What is being asked
In the entries that follow, find every line containing "storage" and copy it.

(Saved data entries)
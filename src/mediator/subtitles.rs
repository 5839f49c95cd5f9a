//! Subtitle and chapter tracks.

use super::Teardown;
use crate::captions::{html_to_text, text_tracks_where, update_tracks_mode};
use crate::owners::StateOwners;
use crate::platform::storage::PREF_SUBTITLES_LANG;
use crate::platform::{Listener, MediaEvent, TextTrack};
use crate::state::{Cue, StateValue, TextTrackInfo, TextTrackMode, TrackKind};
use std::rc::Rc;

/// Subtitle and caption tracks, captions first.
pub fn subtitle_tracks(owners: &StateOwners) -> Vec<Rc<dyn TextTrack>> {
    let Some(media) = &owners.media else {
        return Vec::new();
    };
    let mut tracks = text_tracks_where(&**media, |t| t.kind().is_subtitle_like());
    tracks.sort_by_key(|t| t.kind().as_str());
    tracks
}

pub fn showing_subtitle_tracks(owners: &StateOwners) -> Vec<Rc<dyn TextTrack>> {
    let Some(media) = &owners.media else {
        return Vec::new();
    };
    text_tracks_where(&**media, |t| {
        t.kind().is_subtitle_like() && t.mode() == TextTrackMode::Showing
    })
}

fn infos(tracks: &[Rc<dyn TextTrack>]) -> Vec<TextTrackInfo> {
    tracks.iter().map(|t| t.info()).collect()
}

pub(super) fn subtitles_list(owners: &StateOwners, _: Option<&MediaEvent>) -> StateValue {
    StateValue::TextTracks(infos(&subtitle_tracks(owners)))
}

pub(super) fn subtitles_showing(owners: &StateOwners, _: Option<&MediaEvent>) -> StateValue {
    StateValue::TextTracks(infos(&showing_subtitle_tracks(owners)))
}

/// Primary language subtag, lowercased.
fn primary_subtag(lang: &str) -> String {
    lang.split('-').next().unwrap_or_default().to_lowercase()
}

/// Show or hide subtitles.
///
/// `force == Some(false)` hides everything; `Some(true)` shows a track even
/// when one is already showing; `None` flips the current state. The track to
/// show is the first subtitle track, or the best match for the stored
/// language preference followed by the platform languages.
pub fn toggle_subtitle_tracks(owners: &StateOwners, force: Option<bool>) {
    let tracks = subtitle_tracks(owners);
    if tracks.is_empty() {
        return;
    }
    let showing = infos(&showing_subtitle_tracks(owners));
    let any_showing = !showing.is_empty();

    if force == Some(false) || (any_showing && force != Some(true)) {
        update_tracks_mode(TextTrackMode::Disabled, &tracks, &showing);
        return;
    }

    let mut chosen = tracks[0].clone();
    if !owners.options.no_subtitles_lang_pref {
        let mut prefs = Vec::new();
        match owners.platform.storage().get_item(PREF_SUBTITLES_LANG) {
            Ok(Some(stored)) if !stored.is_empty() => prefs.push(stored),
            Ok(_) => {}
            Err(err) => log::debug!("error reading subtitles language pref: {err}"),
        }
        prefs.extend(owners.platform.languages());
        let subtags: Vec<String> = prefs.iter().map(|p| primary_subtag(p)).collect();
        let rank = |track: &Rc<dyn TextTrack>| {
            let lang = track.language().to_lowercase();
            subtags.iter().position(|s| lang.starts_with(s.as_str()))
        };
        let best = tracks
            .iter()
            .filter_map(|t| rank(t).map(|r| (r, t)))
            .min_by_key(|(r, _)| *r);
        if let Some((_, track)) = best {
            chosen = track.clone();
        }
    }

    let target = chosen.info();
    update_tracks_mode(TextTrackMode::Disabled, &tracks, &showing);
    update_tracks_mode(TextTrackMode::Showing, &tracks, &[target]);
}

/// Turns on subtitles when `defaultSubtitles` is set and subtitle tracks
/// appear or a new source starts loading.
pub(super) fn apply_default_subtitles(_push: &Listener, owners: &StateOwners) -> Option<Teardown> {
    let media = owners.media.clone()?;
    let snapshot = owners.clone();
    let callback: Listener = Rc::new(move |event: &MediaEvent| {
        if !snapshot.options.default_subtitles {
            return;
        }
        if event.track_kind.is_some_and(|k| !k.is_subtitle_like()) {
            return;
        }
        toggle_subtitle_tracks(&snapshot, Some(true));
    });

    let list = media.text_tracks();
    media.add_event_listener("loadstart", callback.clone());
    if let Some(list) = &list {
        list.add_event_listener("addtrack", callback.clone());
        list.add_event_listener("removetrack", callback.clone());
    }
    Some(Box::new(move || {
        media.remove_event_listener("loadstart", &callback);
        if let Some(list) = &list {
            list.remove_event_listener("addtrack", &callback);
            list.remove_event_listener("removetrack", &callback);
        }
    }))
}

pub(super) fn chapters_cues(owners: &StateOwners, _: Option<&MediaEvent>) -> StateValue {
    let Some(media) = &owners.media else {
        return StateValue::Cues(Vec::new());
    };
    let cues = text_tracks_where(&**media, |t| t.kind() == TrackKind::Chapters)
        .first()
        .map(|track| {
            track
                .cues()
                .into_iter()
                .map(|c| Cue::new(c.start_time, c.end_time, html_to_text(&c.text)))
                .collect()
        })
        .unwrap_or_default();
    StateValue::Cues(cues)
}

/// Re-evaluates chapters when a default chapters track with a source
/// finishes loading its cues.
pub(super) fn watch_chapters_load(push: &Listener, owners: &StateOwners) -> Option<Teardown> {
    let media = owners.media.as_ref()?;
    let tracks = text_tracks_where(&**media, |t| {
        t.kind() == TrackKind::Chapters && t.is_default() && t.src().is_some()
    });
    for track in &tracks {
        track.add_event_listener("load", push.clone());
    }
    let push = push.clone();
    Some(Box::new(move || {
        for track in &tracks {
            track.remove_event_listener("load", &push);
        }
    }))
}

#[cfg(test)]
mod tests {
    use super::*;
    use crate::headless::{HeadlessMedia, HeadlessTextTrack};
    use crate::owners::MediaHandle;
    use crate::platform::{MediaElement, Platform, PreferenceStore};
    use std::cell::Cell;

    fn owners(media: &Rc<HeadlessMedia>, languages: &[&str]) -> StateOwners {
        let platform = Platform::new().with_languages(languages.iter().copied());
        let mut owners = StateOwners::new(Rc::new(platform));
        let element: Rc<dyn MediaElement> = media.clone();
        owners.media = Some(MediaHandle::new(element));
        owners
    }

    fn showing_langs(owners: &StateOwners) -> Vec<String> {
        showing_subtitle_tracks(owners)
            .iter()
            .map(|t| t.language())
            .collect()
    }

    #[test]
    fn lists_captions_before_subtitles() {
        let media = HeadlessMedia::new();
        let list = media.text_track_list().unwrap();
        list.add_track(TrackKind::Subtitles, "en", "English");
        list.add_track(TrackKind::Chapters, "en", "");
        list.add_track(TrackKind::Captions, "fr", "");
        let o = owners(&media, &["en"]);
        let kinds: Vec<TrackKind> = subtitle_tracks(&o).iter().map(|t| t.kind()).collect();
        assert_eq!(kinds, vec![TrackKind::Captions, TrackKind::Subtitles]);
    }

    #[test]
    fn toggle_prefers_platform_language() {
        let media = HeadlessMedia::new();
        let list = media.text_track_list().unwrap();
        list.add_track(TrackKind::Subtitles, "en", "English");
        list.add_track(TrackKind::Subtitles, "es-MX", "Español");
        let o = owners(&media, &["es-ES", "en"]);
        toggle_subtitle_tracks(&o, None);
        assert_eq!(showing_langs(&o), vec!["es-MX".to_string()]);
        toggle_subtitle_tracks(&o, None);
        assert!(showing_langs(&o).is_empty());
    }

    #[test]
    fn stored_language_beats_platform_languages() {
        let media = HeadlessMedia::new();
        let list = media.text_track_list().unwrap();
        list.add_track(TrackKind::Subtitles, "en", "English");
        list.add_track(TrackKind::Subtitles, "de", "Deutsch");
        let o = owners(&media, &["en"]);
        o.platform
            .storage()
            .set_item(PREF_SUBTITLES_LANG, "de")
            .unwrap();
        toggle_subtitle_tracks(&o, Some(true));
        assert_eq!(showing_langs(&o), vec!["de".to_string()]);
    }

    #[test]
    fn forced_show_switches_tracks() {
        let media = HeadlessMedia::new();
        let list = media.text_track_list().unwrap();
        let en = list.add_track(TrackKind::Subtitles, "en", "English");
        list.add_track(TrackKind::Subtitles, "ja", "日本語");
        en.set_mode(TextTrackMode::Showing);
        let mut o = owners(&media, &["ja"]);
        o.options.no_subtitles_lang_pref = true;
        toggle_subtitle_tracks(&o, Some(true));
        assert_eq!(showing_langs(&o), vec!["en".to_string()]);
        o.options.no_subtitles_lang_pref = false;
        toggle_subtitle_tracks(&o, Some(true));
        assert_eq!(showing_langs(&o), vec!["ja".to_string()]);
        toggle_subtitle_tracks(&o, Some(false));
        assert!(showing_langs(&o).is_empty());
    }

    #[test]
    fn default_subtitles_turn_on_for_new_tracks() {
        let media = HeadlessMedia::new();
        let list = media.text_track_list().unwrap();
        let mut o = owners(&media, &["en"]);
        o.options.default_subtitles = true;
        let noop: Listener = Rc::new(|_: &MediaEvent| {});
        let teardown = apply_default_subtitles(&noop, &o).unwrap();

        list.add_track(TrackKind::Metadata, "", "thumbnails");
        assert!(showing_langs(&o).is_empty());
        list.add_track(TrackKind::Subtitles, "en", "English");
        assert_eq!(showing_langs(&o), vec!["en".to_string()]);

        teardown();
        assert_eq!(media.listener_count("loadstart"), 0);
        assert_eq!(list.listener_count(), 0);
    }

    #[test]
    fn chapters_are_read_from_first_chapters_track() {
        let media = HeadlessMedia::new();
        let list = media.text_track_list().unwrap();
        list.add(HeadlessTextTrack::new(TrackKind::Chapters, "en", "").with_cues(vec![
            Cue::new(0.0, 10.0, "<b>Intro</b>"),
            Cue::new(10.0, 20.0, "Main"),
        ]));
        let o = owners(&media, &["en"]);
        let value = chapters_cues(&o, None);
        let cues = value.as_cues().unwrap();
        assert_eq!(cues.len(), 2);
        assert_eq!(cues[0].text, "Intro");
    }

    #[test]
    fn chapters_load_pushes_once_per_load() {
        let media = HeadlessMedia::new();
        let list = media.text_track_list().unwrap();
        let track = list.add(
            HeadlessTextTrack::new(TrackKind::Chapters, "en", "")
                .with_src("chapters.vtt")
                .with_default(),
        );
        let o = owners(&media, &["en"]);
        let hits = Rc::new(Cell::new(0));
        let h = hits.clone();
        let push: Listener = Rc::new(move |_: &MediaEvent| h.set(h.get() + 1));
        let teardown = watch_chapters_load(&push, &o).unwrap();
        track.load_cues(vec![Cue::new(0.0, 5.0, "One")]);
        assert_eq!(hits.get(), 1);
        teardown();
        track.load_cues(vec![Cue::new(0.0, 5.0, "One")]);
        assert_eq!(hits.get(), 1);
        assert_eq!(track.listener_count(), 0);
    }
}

Solution to the exercise
use crate::platform::storage::PREF_SUBTITLES_LANG;
        match owners.platform.storage().get_item(PREF_SUBTITLES_LANG) {
            .storage()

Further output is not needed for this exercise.